Task prompt |
Please reproduce the full set of data below exactly.

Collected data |
....

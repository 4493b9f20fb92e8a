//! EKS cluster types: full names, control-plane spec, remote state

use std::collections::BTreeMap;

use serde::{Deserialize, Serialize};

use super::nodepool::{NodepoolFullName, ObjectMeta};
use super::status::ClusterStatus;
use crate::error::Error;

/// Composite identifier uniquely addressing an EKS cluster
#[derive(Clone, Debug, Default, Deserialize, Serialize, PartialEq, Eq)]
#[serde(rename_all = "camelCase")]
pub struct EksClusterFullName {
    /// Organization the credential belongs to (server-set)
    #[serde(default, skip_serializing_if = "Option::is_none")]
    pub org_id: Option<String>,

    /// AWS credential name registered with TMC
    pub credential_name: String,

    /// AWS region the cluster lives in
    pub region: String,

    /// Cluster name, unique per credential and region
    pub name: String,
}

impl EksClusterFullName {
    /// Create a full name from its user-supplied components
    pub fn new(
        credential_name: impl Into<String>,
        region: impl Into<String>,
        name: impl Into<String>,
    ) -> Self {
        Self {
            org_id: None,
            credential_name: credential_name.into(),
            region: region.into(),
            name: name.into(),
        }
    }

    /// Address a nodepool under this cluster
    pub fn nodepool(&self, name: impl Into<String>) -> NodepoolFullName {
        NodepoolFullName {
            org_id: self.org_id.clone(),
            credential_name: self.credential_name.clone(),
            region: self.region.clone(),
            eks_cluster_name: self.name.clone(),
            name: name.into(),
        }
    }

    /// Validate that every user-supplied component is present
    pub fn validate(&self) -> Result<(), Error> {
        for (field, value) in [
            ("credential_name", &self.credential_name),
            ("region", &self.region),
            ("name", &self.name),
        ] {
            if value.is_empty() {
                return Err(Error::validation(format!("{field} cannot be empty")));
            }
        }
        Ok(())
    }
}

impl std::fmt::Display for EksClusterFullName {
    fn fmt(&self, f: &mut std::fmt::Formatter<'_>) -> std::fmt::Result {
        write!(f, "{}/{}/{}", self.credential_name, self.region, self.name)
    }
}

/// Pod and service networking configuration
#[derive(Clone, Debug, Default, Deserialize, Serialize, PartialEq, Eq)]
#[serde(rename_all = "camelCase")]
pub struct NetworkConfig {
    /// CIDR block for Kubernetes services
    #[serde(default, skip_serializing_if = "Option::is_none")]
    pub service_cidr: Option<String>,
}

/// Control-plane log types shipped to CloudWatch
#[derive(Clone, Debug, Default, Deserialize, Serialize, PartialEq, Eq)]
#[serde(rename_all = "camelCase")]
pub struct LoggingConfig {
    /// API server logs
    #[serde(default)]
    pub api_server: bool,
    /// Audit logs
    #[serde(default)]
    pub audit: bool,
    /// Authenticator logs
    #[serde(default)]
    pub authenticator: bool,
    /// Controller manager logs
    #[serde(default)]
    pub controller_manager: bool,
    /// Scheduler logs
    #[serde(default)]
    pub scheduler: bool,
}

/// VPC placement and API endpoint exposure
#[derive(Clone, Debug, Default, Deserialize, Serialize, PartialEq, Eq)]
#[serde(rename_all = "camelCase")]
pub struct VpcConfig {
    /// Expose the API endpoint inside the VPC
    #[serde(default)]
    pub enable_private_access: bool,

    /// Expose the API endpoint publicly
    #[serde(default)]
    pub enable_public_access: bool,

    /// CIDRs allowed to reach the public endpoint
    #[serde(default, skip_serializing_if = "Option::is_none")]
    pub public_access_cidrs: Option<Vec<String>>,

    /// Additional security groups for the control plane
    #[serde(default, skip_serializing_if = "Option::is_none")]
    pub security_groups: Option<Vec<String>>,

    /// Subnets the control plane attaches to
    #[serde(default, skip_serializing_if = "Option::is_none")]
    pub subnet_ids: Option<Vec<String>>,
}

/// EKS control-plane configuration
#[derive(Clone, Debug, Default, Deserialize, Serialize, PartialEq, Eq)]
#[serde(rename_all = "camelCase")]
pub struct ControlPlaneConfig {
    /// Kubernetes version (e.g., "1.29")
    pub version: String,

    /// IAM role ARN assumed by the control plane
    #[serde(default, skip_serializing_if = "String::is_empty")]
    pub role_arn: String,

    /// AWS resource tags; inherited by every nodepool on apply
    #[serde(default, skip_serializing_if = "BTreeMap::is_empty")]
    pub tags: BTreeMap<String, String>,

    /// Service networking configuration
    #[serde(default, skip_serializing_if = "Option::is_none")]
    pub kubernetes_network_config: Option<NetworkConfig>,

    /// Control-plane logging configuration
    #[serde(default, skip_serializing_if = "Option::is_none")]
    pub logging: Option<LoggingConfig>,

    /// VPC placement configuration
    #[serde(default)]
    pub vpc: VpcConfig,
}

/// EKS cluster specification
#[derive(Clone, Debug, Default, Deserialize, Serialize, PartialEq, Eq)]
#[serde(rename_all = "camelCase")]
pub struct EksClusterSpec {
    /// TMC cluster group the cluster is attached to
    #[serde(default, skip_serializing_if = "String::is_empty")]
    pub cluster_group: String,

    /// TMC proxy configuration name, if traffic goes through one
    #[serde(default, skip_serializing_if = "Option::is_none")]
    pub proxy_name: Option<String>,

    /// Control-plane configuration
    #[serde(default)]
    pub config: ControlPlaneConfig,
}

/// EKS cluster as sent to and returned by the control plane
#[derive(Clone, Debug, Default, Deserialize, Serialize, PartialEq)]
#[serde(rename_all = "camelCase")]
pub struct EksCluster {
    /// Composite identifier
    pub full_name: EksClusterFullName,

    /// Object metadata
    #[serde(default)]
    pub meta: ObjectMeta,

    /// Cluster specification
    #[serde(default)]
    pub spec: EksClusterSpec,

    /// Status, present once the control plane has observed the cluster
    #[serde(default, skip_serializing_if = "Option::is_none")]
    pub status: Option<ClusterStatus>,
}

....

Answer box |
repository 4493b9f20fb92e8a
//! EKS cluster types: full names, control-plane spec, remote state

use std::collections::BTreeMap;

use serde::{Deserialize, Serialize};

use super::nodepool::{NodepoolFullName, ObjectMeta};
use super::status::ClusterStatus;
use crate::error::Error;

/// Composite identifier uniquely addressing an EKS cluster
#[derive(Clone, Debug, Default, Deserialize, Serialize, PartialEq, Eq)]
#[serde(rename_all = "camelCase")]
pub struct EksClusterFullName {
    /// Organization the credential belongs to (server-set)
    #[serde(default, skip_serializing_if = "Option::is_none")]
    pub org_id: Option<String>,

    /// AWS credential name registered with TMC
    pub credential_name: String,

    /// AWS region the cluster lives in
    pub region: String,

    /// Cluster name, unique per credential and region
    pub name: String,
}

impl EksClusterFullName {
    /// Create a full name from its user-supplied components
    pub fn new(
        credential_name: impl Into<String>,
        region: impl Into<String>,
        name: impl Into<String>,
    ) -> Self {
        Self {
            org_id: None,
            credential_name: credential_name.into(),
            region: region.into(),
            name: name.into(),
        }
    }

    /// Address a nodepool under this cluster
    pub fn nodepool(&self, name: impl Into<String>) -> NodepoolFullName {
        NodepoolFullName {
            org_id: self.org_id.clone(),
            credential_name: self.credential_name.clone(),
            region: self.region.clone(),
            eks_cluster_name: self.name.clone(),
            name: name.into(),
        }
    }

    /// Validate that every user-supplied component is present
    pub fn validate(&self) -> Result<(), Error> {
        for (field, value) in [
            ("credential_name", &self.credential_name),
            ("region", &self.region),
            ("name", &self.name),
        ] {
            if value.is_empty() {
                return Err(Error::validation(format!("{field} cannot be empty")));
            }
        }
        Ok(())
    }
}

impl std::fmt::Display for EksClusterFullName {
    fn fmt(&self, f: &mut std::fmt::Formatter<'_>) -> std::fmt::Result {
        write!(f, "{}/{}/{}", self.credential_name, self.region, self.name)
    }
}

/// Pod and service networking configuration
#[derive(Clone, Debug, Default, Deserialize, Serialize, PartialEq, Eq)]
#[serde(rename_all = "camelCase")]
pub struct NetworkConfig {
    /// CIDR block for Kubernetes services
    #[serde(default, skip_serializing_if = "Option::is_none")]
    pub service_cidr: Option<String>,
}

/// Control-plane log types shipped to CloudWatch
#[derive(Clone, Debug, Default, Deserialize, Serialize, PartialEq, Eq)]
#[serde(rename_all = "camelCase")]
pub struct LoggingConfig {
    /// API server logs
    #[serde(default)]
    pub api_server: bool,
    /// Audit logs
    #[serde(default)]
    pub audit: bool,
    /// Authenticator logs
    #[serde(default)]
    pub authenticator: bool,
    /// Controller manager logs
    #[serde(default)]
    pub controller_manager: bool,
    /// Scheduler logs
    #[serde(default)]
    pub scheduler: bool,
}

/// VPC placement and API endpoint exposure
#[derive(Clone, Debug, Default, Deserialize, Serialize, PartialEq, Eq)]
#[serde(rename_all = "camelCase")]
pub struct VpcConfig {
    /// Expose the API endpoint inside the VPC
    #[serde(default)]
    pub enable_private_access: bool,

    /// Expose the API endpoint publicly
    #[serde(default)]
    pub enable_public_access: bool,

    /// CIDRs allowed to reach the public endpoint
    #[serde(default, skip_serializing_if = "Option::is_none")]
    pub public_access_cidrs: Option<Vec<String>>,

    /// Additional security groups for the control plane
    #[serde(default, skip_serializing_if = "Option::is_none")]
    pub security_groups: Option<Vec<String>>,

    /// Subnets the control plane attaches to
    #[serde(default, skip_serializing_if = "Option::is_none")]
    pub subnet_ids: Option<Vec<String>>,
}

/// EKS control-plane configuration
#[derive(Clone, Debug, Default, Deserialize, Serialize, PartialEq, Eq)]
#[serde(rename_all = "camelCase")]
pub struct ControlPlaneConfig {
    /// Kubernetes version (e.g., "1.29")
    pub version: String,

    /// IAM role ARN assumed by the control plane
    #[serde(default, skip_serializing_if = "String::is_empty")]
    pub role_arn: String,

    /// AWS resource tags; inherited by every nodepool on apply
    #[serde(default, skip_serializing_if = "BTreeMap::is_empty")]
    pub tags: BTreeMap<String, String>,

    /// Service networking configuration
    #[serde(default, skip_serializing_if = "Option::is_none")]
    pub kubernetes_network_config: Option<NetworkConfig>,

    /// Control-plane logging configuration
    #[serde(default, skip_serializing_if = "Option::is_none")]
    pub logging: Option<LoggingConfig>,

    /// VPC placement configuration
    #[serde(default)]
    pub vpc: VpcConfig,
}

/// EKS cluster specification
#[derive(Clone, Debug, Default, Deserialize, Serialize, PartialEq, Eq)]
#[serde(rename_all = "camelCase")]
pub struct EksClusterSpec {
    /// TMC cluster group the cluster is attached to
    #[serde(default, skip_serializing_if = "String::is_empty")]
    pub cluster_group: String,

    /// TMC proxy configuration name, if traffic goes through one
    #[serde(default, skip_serializing_if = "Option::is_none")]
    pub proxy_name: Option<String>,

    /// Control-plane configuration
    #[serde(default)]
    pub config: ControlPlaneConfig,
}

/// EKS cluster as sent to and returned by the control plane
#[derive(Clone, Debug, Default, Deserialize, Serialize, PartialEq)]
#[serde(rename_all = "camelCase")]
pub struct EksCluster {
    /// Composite identifier
    pub full_name: EksClusterFullName,

    /// Object metadata
    #[serde(default)]
    pub meta: ObjectMeta,

    /// Cluster specification
    #[serde(default)]
    pub spec: EksClusterSpec,

    /// Status, present once the control plane has observed the cluster
    #[serde(default, skip_serializing_if = "Option::is_none")]
    pub status: Option<ClusterStatus>,
}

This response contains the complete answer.